With Data Breaches Becoming Increasingly Prevalent, it has Never Been More Important to Check One’s Credit Report

A Recent Survey Show that Fewer and Fewer Consumers are Checking Their Credit Reports

Washington, D.C. – With more than 6,500 data breaches in 2018, and thousands more this year, the threat of hackers stealing personal information has never been higher. Consumers must remain vigilant and consistently use basic security measures, such as multi-step authentication.

Another crucial step is to annually check one’s credit report, which is free to do from each of the three credit bureaus (Equifax, Experian and TransUnion). “Despite the increasing importance of checking one’s credit reports, our recent research shows a disturbing trend: the percent of consumers who believe it’s important to check one’s credit report has declined from 2012 to 2019, from 82% to 67%,[1]” said Jack Gillis, Executive Director of the Consumer Federation of America.

A potential cause of the steep decline can be attributed to the improving economy and consumers’ financial condition. When CFA started surveying consumers on credit score knowledge in 2012, many Americans faced challenging credit card and mortgage debts, so checking one’s credit score was top of mind. As personal finances have improved, consumers have become less vigilant about checking their credit scores and reports.  “The problem,” said Gillis, “is that with the increase in data breaches, it’s never been more important to keep a watchful eye on your credit reports.”
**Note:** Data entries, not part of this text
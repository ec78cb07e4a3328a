// SPDX-License-Identifier: MIT
// Copyright 2026 Roland Dreier <roland@rolandd.dev>

//! Loose truthiness and string conversion for stored field values.
//!
//! Field values arrive as arbitrary JSON from the content platform (checkbox
//! lists, numeric flags, strings). These helpers follow the platform's loose
//! rules so `"0"` and `""` count as unchecked.

use serde_json::Value;

/// Whether a field value counts as set.
pub fn is_truthy(value: &Value) -> bool {
    match value {
        Value::Null => false,
        Value::Bool(b) => *b,
        Value::Number(n) => n.as_f64().is_some_and(|f| f != 0.0),
        Value::String(s) => !(s.is_empty() || s == "0"),
        Value::Array(items) => !items.is_empty(),
        Value::Object(map) => !map.is_empty(),
    }
}

/// Whether a value is empty for the purpose of copying it into the payload.
pub fn is_empty(value: &Value) -> bool {
    !is_truthy(value)
}

/// Render a field value as the string sent to SFMC.
pub fn to_field_string(value: &Value) -> String {
    match value {
        Value::Null => String::new(),
        Value::Bool(true) => "1".to_string(),
        Value::Bool(false) => String::new(),
        Value::Number(n) => n.to_string(),
        Value::String(s) => s.clone(),
        Value::Array(items) => items
            .iter()
            .map(to_field_string)
            .collect::<Vec<_>>()
            .join(", "),
        Value::Object(_) => value.to_string(),
    }
}
//! Storage layer: namespaced settings and sync records.

pub mod records;
pub mod settings;

pub use records::{JsonRecordStore, RecordStore};
pub use settings::{JsonSettingsStore, Settings, SettingsStore};

/// Settings namespaces.
pub mod namespaces {
    pub const API: &str = "sfmc_connector.api.settings";
    pub const SUBSCRIPTION: &str = "sfmc_connector.subscription.settings";
    pub const USER_MAPPING: &str = "sfmc_connector.user_mapping.settings";
    /// Keyed by webform id
    pub const WEBFORM_MAPPING: &str = "sfmc_connector.webform_mapping.settings";
}

/// Setting keys, grouped by namespace.
pub mod keys {
    pub mod api {
        pub const GRANT_TYPE: &str = "grant_type";
        pub const CLIENT_ID: &str = "client_id";
        pub const CLIENT_SECRET: &str = "client_secret";
        pub const SCOPE: &str = "scope";
        pub const ACCOUNT_ID: &str = "account_id";
        pub const AUTH_DEVELOPER_ENDPOINT: &str = "auth_developer_endpoint";
        pub const AUTH_PRODUCTION_ENDPOINT: &str = "auth_production_endpoint";
        pub const IS_PROD: &str = "is_prod";
        pub const API_DEBUGGER: &str = "api_debugger";
        pub const CURRENT_ACCESS_TOKEN: &str = "current_access_token";
        pub const LAST_GENERATED_TOKEN_TIME: &str = "last_generated_token_time";
        pub const TOKEN_EXPIRY_TIME: &str = "token_expiry_time";
        pub const TOKEN_ENVIRONMENT: &str = "token_environment";
    }

    pub mod subscription {
        pub const SOURCE_ID: &str = "source_id";
        pub const SUBSCRIPTION_ID: &str = "subscription_id";
        pub const SUB_DEVELOPER_ENDPOINT: &str = "sub_developer_endpoint";
        pub const SUB_PRODUCTION_ENDPOINT: &str = "sub_production_endpoint";
    }

    pub mod user_mapping {
        pub const ENABLED: &str = "enabled";
        pub const SUBSCRIPTION_ID: &str = "subscription_id";
        pub const FIELDS: &str = "fields";
    }
}

/// Storage errors.
#[derive(Debug, thiserror::Error)]
pub enum StoreError {
    #[error("I/O error: {0}")]
    Io(#[from] std::io::Error),

    #[error("JSON error: {0}")]
    Json(#[from] serde_json::Error),

    #[error("Missing setting {namespace}.{key}")]
    Missing {
        namespace: &'static str,
        key: &'static str,
    },

    #[error("Invalid setting {key}: {reason}")]
    Invalid { key: String, reason: String },

    #[error("Record not found: {0}")]
    NotFound(String),
}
To help increase consumer knowledge of credit scores and reports, CFA and VantageScore Solutions® developed the Credit Score Quiz, an on-line tool for consumers to test and improve their credit score knowledge.

By using the Quiz, over 230,000 consumers have learned about the damage identity theft can cause and the many ways a credit score can affect one’s life.  Problematic credit scores effect consumers by:

  • Denying them access to needed credit.
  • Increasing the costs of consumer, auto and mortgage credit.
  • Increasing deposits required by utilities and cell phone companies to obtain service.

With free access to credit reports, and a multitude of inexpensive or even free credit monitoring services, consumers can stay on top of their personal credit status.  Consumers who have been involved in a data breach, can often get free credit monitoring. “There are few things that have more impact on your personal finances than your credit status—staying on top of it needs to be a number one priority for all of us,” said Gillis.

[1] The research reported the findings of eight annual surveys of consumer knowledge about credit scores and reports.  The most recent survey was conducted by the Engine Telephone CARAVAN survey, who on April 25-28, 2019, interviewed 1,002 representative adult Americans by landline or cell phone.  The survey’s margin of error is plus or minus three percentage points.